Saïd Idazza

Personal information
- Date of birth: 25 April 1989 (age 37)
- Place of birth: Tafraout, Morocco
- Height: 1.77 m (5 ft 10 in)
- Positions: Winger; striker;

Team information
- Current team: US Forbach

Senior career*
- Years: Team / Apps / (Gls)
- 0000–2010: US Sarre-Union
- 2010–2012: CSO Amnéville / 45 / (13)
- 2012–2015: F91 Dudelange / 21 / (11)
- 2015–2016: Sarreguemines FC / 19 / (12)
- 2016–2018: US Concarneau / 54 / (16)
- 2018: Giresunspor / 9 / (0)
- 2019–2022: US Boulogne / 52 / (10)
- 2022–: US Forbach

International career
- 2011: Morocco U23 / 1 / (0)

= Saïd Idazza =

Moroccan footballer (born 1989)

Saïd Idazza (born 25 April 1989) is a Moroccan footballer who plays as a winger or striker for US Forbach.

==Early life==

Idazza is a native of Tafraout, Morocco.

==Career==

In 2012, he signed for Luxembourgian side F91 Dudelange, where he played in the UEFA Champions League and UEFA Europa League.

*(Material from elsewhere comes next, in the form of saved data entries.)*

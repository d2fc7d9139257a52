// ==============================================================================
// generic.rs - Generic Delimited and Native CSV Parsers
// ==============================================================================
// Description: Delimiter sniffing fallback and the library's own CSV output format
// Author: Matt Barham
// Created: 2026-10-16
// Modified: 2026-10-16
// Version: 1.0.0
// ==============================================================================
// Generic layout: rsid, chromosome, position, genotype by column position,
// separated by commas, tabs or runs of whitespace. Extra columns are ignored.
// An rsid cell may hold several identifiers ("rs1;rs2" or "rs1,rs2").
//
// Native layout:
//   # Generated by ...
//   # Source(s): 23andMe
//   # Build: 37
//   # Phased: False
//   rsid,chromosome,position,genotype
// ==============================================================================

use csv::{ReaderBuilder, Trim};
use std::collections::HashSet;

use crate::models::{Assembly, Genotype, VariantRecord, VariantTable};
use crate::parsers::{is_numeric, parse_chromosome, parse_position, Peek, RecordError, TableBuilder};

pub const SOURCE: &str = "generic";

/// Field separator found by sniffing
#[derive(Debug, Clone, Copy, PartialEq, Eq)]
pub enum Delimiter {
    Comma,
    Tab,
    Whitespace,
}

impl Delimiter {
    const ALL: [Delimiter; 3] = [Delimiter::Tab, Delimiter::Comma, Delimiter::Whitespace];

    fn split<'a>(&self, line: &'a str) -> Vec<&'a str> {
        match self {
            Delimiter::Comma => line.split(',').collect(),
            Delimiter::Tab => line.split('\t').collect(),
            Delimiter::Whitespace => line.split_whitespace().collect(),
        }
    }

    fn byte(&self) -> Option<u8> {
        match self {
            Delimiter::Comma => Some(b','),
            Delimiter::Tab => Some(b'\t'),
            Delimiter::Whitespace => None,
        }
    }
}

/// Find a delimiter that yields at least four fields with a numeric third field.
/// The second data line is tried when the first is a column header.
pub fn sniff(peek: &Peek<'_>) -> Option<Delimiter> {
    peek.data_lines.iter().take(2).find_map(|line| {
        Delimiter::ALL.into_iter().find(|delimiter| {
            let fields = delimiter.split(line);
            fields.len() >= 4 && is_numeric(fields[2])
        })
    })
}

/// Parse a generic delimited file
pub fn parse(text: &str, rsids: Option<&HashSet<String>>) -> VariantTable {
    let mut builder = TableBuilder::new(SOURCE, rsids);
    if let Some(delimiter) = sniff(&Peek::new(text)) {
        read_rows(text, delimiter, &mut builder);
    }
    builder.finish(None, false)
}

/// Parse a file written by this library's CSV export
pub fn parse_native(text: &str, peek: &Peek<'_>, rsids: Option<&HashSet<String>>) -> VariantTable {
    let header = NativeHeader::from_comments(&peek.comments);
    let mut builder = TableBuilder::new(header.source, rsids);
    read_rows(text, Delimiter::Comma, &mut builder);
    builder.finish(header.build, header.phased)
}

/// Metadata carried by native CSV comment lines
#[derive(Debug, Default)]
struct NativeHeader {
    source: String,
    build: Option<Assembly>,
    phased: bool,
}

impl NativeHeader {
    fn from_comments(comments: &str) -> Self {
        let mut header = NativeHeader::default();

        for line in comments.lines() {
            let Some((key, value)) = line.trim_start_matches('#').split_once(':') else {
                continue;
            };
            let value = value.trim();
            match key.trim() {
                "Source(s)" => header.source = value.to_string(),
                "Build" => {
                    header.build = value.parse::<u8>().ok().and_then(Assembly::from_build_number)
                }
                "Phased" => header.phased = value.eq_ignore_ascii_case("true"),
                _ => {}
            }
        }

        header
    }
}

fn read_rows(text: &str, delimiter: Delimiter, builder: &mut TableBuilder<'_>) {
    match delimiter.byte() {
        Some(byte) => {
            let mut reader = ReaderBuilder::new()
                .delimiter(byte)
                .has_headers(false)
                .flexible(true)
                .comment(Some(b'#'))
                .trim(Trim::All)
                .from_reader(text.as_bytes());

            let mut first = true;
            for (idx, result) in reader.records().enumerate() {
                match result {
                    Ok(record) => {
                        let line_number = record.position().map(|p| p.line() as usize).unwrap_or(idx + 1);
                        let fields: Vec<&str> = record.iter().collect();
                        handle_row(&fields, line_number, &mut first, builder);
                    }
                    Err(e) => builder.malformed(idx + 1, &RecordError::InvalidRow(e.to_string())),
                }
            }
        }
        None => {
            let mut first = true;
            for (idx, line) in text.lines().enumerate() {
                let trimmed = line.trim();
                if trimmed.is_empty() || trimmed.starts_with('#') {
                    continue;
                }
                let fields = delimiter.split(trimmed);
                handle_row(&fields, idx + 1, &mut first, builder);
            }
        }
    }
}

fn handle_row(fields: &[&str], line_number: usize, first: &mut bool, builder: &mut TableBuilder<'_>) {
    // Column header on the first row, mapped by position regardless of names
    if std::mem::take(first) && fields.len() >= 3 && !is_numeric(fields[2]) {
        return;
    }

    match parse_row(fields) {
        Ok(row) => builder.push_row(row),
        Err(e) => builder.malformed(line_number, &e),
    }
}

fn parse_row(fields: &[&str]) -> Result<Vec<VariantRecord>, RecordError> {
    if fields.len() < 4 {
        return Err(RecordError::FieldCount {
            expected: 4,
            found: fields.len(),
        });
    }

    let chromosome = parse_chromosome(fields[1])?;
    let position = parse_position(fields[2])?;
    let genotype = Genotype::parse(fields[3]);

    let ids: Vec<&str> = fields[0]
        .split(|c: char| c == ',' || c == ';')
        .map(str::trim)
        .filter(|id| !id.is_empty())
        .collect();
    if ids.is_empty() {
        return Err(RecordError::MissingField("rsid"));
    }

    Ok(ids
        .into_iter()
        .map(|id| VariantRecord::new(id, chromosome, position, genotype.clone()))
        .collect())
}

In 2016, he signed for French side US Concarneau, where he was regarded as one of the club's most important players. He was second top scorer in the 2017–18 Championnat National with fourteen goals. In 2019, he signed for French side US Boulogne, where he suffered an injury.

==Personal life==

Idazza has been friends with Madagascar international Julio Donisa, who he has shared an agent with. He has been married and has children.